Minggu, 01 Oktober 2017

Sekecil Apapun Dakwah Sangat Berarti

Sekitar tahun 90 an saat saya kuliah mencari majelis kajian cukup mudah, di kampus dan mesjid-mesjid sekitar kampus banyak menyelenggarakan pengajian. Saya seneng banget dapat menemukan kajian-kajian agama yang ilmunya sangat saya butuhkan karena kondisi saya yang minim ilmu agama. Dibandingkan sewaktu saya masih sekolah di tempat daerah asal saya sulit menemukan kajian ilmu, yang ada paling malam Jumat yasinan.

Setelah lulus kuliah, menikah dan kerja, kembali saya merindukan adanya kajian ilmu yang sempat terlupakan karena terlalu sibuk dengan rumah tangga dan pekerjaan.
Tidak leluasanya waktu yang saya punya menjadi kendala juga dalam mencari kajian yang sesuai dengan waktu saya.
Walaupun saya banyak kegiatan rumah tangga, pekerjaan dan happy dengan semuanya itu tetap di lubuk hati saya yang paling dalam saya merindukan kajian ilmu agama, yang dapat terus mengasah bathin dan jiwa saya.
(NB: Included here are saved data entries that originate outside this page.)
//! JSON-lines tracer with append-only writes

use crate::error::TraceResult;
use crate::event::{TraceEvent, TraceEventType};
use crate::Tracer;
use async_trait::async_trait;
use conductor_types::TraceId;
use serde_json::Value;
use std::path::{Path, PathBuf};
use tokio::fs::{File, OpenOptions};
use tokio::io::{AsyncBufReadExt, AsyncWriteExt, BufReader};
use tokio::sync::Mutex;

/// Tracer that appends one event per line to a file.
pub struct JsonlTracer {
    path: PathBuf,
    /// Serializes appends so concurrent writers never interleave lines.
    write_lock: Mutex<()>,
}

impl JsonlTracer {
    pub async fn new(path: impl Into<PathBuf>) -> TraceResult<Self> {
        let path = path.into();
        if let Some(parent) = path.parent() {
            if !parent.as_os_str().is_empty() {
                tokio::fs::create_dir_all(parent).await?;
            }
        }
        Ok(Self {
            path,
            write_lock: Mutex::new(()),
        })
    }

    pub fn path(&self) -> &Path {
        &self.path
    }

    /// Every event in the file, all traces.
    pub async fn read_all(&self) -> TraceResult<Vec<TraceEvent>> {
        if !tokio::fs::try_exists(&self.path).await? {
            return Ok(Vec::new());
        }

        let file = File::open(&self.path).await?;
        let mut lines = BufReader::new(file).lines();
        let mut events = Vec::new();
        while let Some(line) = lines.next_line().await? {
            if line.trim().is_empty() {
                continue;
            }
            events.push(serde_json::from_str(&line)?);
        }
        Ok(events)
    }
}

#[async_trait]
impl Tracer for JsonlTracer {
    async fn record_event(
        &self,
        event_type: TraceEventType,
        payload: Value,
        trace_id: &TraceId,
    ) -> TraceResult<()> {
        let event = TraceEvent::new(event_type, payload, trace_id.clone());
        let mut line = serde_json::to_string(&event)?;
        line.push('\n');

        let _guard = self.write_lock.lock().await;
        let mut file = OpenOptions::new()
            .create(true)
            .append(true)
            .open(&self.path)
            .await?;
        file.write_all(line.as_bytes()).await?;
        file.flush().await?;

        tracing::debug!(trace_id = %trace_id, event = %event_type, "Trace event appended");
        Ok(())
    }

    async fn get_trace(&self, trace_id: &TraceId) -> TraceResult<Vec<TraceEvent>> {
        Ok(self
            .read_all()
            .await?
            .into_iter()
            .filter(|e| &e.trace_id == trace_id)
            .collect())
    }
}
Tapi... dimana lagi saya bisa menemukan kajian semudah sewaktu saya kuliah dulu.
Sedih memang seakan saya sangat jauh dari agama hati menjadi gersang walaupun banyak kesibukan.
Akhirnya saya dipertemukan dengan kajian kecil, yang anggotanya hanya ada beberapa orang kemudian ada guru yang disebut dengan murabbi. Yang kemudian saya tau kajian itu familiar disebut liqo.
Seneng rasanya waktu itu kembali lagi membahas ilmu-ilmu agama. Jika dulu saat kuliah kajian yang saya datangi sifatnya umum dan lebih besar, kali ini sifatnya privat dan yang diajarkan sama saja, tentang ilmu Islam, ibadah, hafalan surat pendek dll.
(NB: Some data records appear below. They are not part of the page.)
//! Property tests for batch preparation over random DAGs.

use conductor_scheduler::{SchedulerConfig, StepScheduler};
use conductor_types::{
    codes, ExecutionContext, ExecutionPlan, PlanStep, StepStatus, StructuredError,
};
use proptest::prelude::*;

/// Random DAG: step i may only depend on steps with a smaller index.
fn arb_plan() -> impl Strategy<Value = ExecutionPlan> {
    (1usize..12).prop_flat_map(|n| {
        prop::collection::vec(prop::collection::vec(any::<prop::sample::Index>(), 0..3), n)
            .prop_map(move |deps| {
                let mut plan = ExecutionPlan::new("random");
                for (i, picks) in deps.into_iter().enumerate() {
                    let mut step = PlanStep::new(format!("s{}", i), "t");
                    if i > 0 {
                        let mut chosen: Vec<usize> = picks.iter().map(|p| p.index(i)).collect();
                        chosen.sort_unstable();
                        chosen.dedup();
                        for d in chosen {
                            step = step.depends_on(format!("s{}", d));
                        }
                    }
                    plan = plan.with_step(step);
                }
                plan
            })
    })
}

proptest! {
    #[test]
    fn nothing_dispatched_before_its_dependencies(
        plan in arb_plan(),
        failures in prop::collection::vec(0u8..4, 12),
    ) {
        let scheduler = StepScheduler::new(SchedulerConfig::default());
        let mut ctx = ExecutionContext::new();
        ctx.install_plan(plan.clone());

        // 0 = fails permanently, 1 = fails retryably forever, else succeeds.
        let fate = |id: &str| -> u8 {
            let i: usize = id[1..].parse().unwrap();
            failures[i]
        };

        for _round in 0..100 {
            let batch = scheduler.prepare_batch(&mut ctx);
            if batch.is_empty() {
                break;
            }
            for id in &batch {
                let step = plan.step(id).unwrap();
                if ctx.status(id) == Some(StepStatus::Pending) {
                    for dep in &step.dependencies {
                        prop_assert_eq!(ctx.status(dep), Some(StepStatus::Completed));
                    }
                }
            }
            for id in &batch {
                *ctx.step_attempts.entry(id.clone()).or_insert(0) += 1;
                match fate(id) {
                    0 => {
                        ctx.active_steps.insert(id.clone(), StepStatus::Failed);
                        ctx.errors.push(
                            StructuredError::warning(codes::TOOL_FAILED, "no")
                                .with_metadata("step_id", id.as_str()),
                        );
                    }
                    1 => {
                        ctx.active_steps.insert(id.clone(), StepStatus::Failed);
                        ctx.errors.push(
                            StructuredError::warning(codes::STEP_TIMEOUT, "slow")
                                .retryable(true)
                                .with_metadata("step_id", id.as_str()),
                        );
                    }
                    _ => {
                        ctx.active_steps.insert(id.clone(), StepStatus::Completed);
                    }
                }
            }
        }

        // Everything settles: no step is left PENDING or RUNNING.
        for step in &plan.steps {
            let status = ctx.status(&step.id).unwrap();
            prop_assert!(status.is_terminal(), "{} left {:?}", step.id, status);
            if status == StepStatus::Skipped {
                let dead_upstream = step.dependencies.iter().any(|d| {
                    matches!(ctx.status(d), Some(StepStatus::Failed) | Some(StepStatus::Skipped))
                });
                prop_assert!(dead_upstream);
            }
            if status == StepStatus::Completed {
                for dep in &step.dependencies {
                    prop_assert_eq!(ctx.status(dep), Some(StepStatus::Completed));
                }
            }
        }
    }
}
Saya liqo satu kali seminggu, biasanya diisi dengan membaca Alquran, kemudian hafalan surat pendek baru membahas tema-tema yang telah ditentukan. Murabbi saya ini bukan lulusan pendidikan agama yang bergelar LC, Seorang ibu rumah tangga, yang mempunyai pengalaman dakwah yang sangat panjang. Bagi saya yang seorang fakir ilmu, ilmu yang diberikannya bagaikan sebuah mutiara walaupun dia bukan seorang lulusan pendidikan agama. Memang hal yang sepele bagi orang lain, mengajarkan tentang ibadah wajib, mengingatkan melakukan kebaikan-kebaikan, mengkoreksi bacaan Alquran tapi bagi saya itu bermanfaat sekali. Karena sesuai dengan kapasitas saya yang minim ilmu agama dan sangat haus untuk mendapatkan ilmu tersebut.
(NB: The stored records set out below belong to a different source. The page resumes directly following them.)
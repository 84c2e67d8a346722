use chrono::{DateTime, Utc};
use conductor_types::{ExecutionContext, SnapshotId};
use serde::{Deserialize, Serialize};

/// Persisted snapshot: `{id, label, timestamp, execution_context, expires_at}`.
#[derive(Clone, Debug, PartialEq, Serialize, Deserialize)]
pub struct SnapshotRecord {
    pub id: SnapshotId,
    /// Conventionally the lifecycle state to resume into.
    pub label: String,
    pub timestamp: DateTime<Utc>,
    pub execution_context: ExecutionContext,
    pub expires_at: DateTime<Utc>,
}

impl SnapshotRecord {
    pub fn is_expired_at(&self, now: DateTime<Utc>) -> bool {
        now >= self.expires_at
    }

    pub fn summary(&self) -> SnapshotSummary {
        SnapshotSummary {
            id: self.id.clone(),
            label: self.label.clone(),
            timestamp: self.timestamp,
            expires_at: self.expires_at,
        }
    }
}

/// Listing entry without the context payload.
#[derive(Clone, Debug, PartialEq, Eq, Serialize, Deserialize)]
pub struct SnapshotSummary {
    pub id: SnapshotId,
    pub label: String,
    pub timestamp: DateTime<Utc>,
    pub expires_at: DateTime<Utc>,
}
//! Conductor engine
//!
//! A policy-gated lifecycle state machine for multi-agent task execution.
//! One [`Engine`] governs one task: it builds context, asks a planner for
//! an [`ExecutionPlan`](conductor_types::ExecutionPlan), checks it, runs
//! its steps in dependency-ordered parallel batches, reviews the results
//! and either completes, replans, rolls back to a snapshot or pauses for
//! a human.
//!
//! Every proposed transition passes the [`Policy`](conductor_policy::Policy)
//! gate first, and only edges in the transition table
//! ([`lifecycle::allowed_targets`]) are ever taken.
//!
//! ```no_run
//! # use conductor_engine::{Engine, EngineConfig};
//! # async fn demo() -> conductor_engine::Result<()> {
//! let mut engine = Engine::new(EngineConfig::default());
//! // register agents and tools, then:
//! let result = engine.start("summarise the quarterly report").await?;
//! if result.awaiting_human() {
//!     engine.submit_human_feedback("approve").await?;
//! }
//! # Ok(())
//! # }
//! ```

#![deny(unsafe_code)]

pub mod config;
pub mod engine;
pub mod error;
mod handlers;
pub mod lifecycle;
pub mod rollback;

pub use self::config::{EngineConfig, LoggingConfig, SnapshotConfig};
pub use self::engine::{Engine, EngineBuilder};
pub use self::error::{EngineError, Result};
pub use self::rollback::RollbackHandle;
Kemudian jika kini ada seorang ustad yang ilmu agamanya masya Allah luar biasa lulusan madinah, yang juga ustad favorit saya karena saya sering mendengarkan kajiannya baik langsung maupun siaran di media, mengatakan "belajar ilmu agama itu dengan orang yang memang latar belakang memiliki ilmu agama yang bagus bukan hanya sekedar punya murabbi seorang senior yang tidak mempunyai ilmu agama yang mumpuni". Secara garis besar saya setuju jika kita belajar dengan orang yang mempunyai ilmu yang qualified tapi jika keadaanya seperti saya dulu susah menemukan kajian yang mumpuni di sekitar saya dan ada yang menawarkan kajian liqo, apakah itu jelek? Bagi saya tidak karena sekecil apapun kebaikan yang diajarkan manfaatnya sangat besar saya rasakan.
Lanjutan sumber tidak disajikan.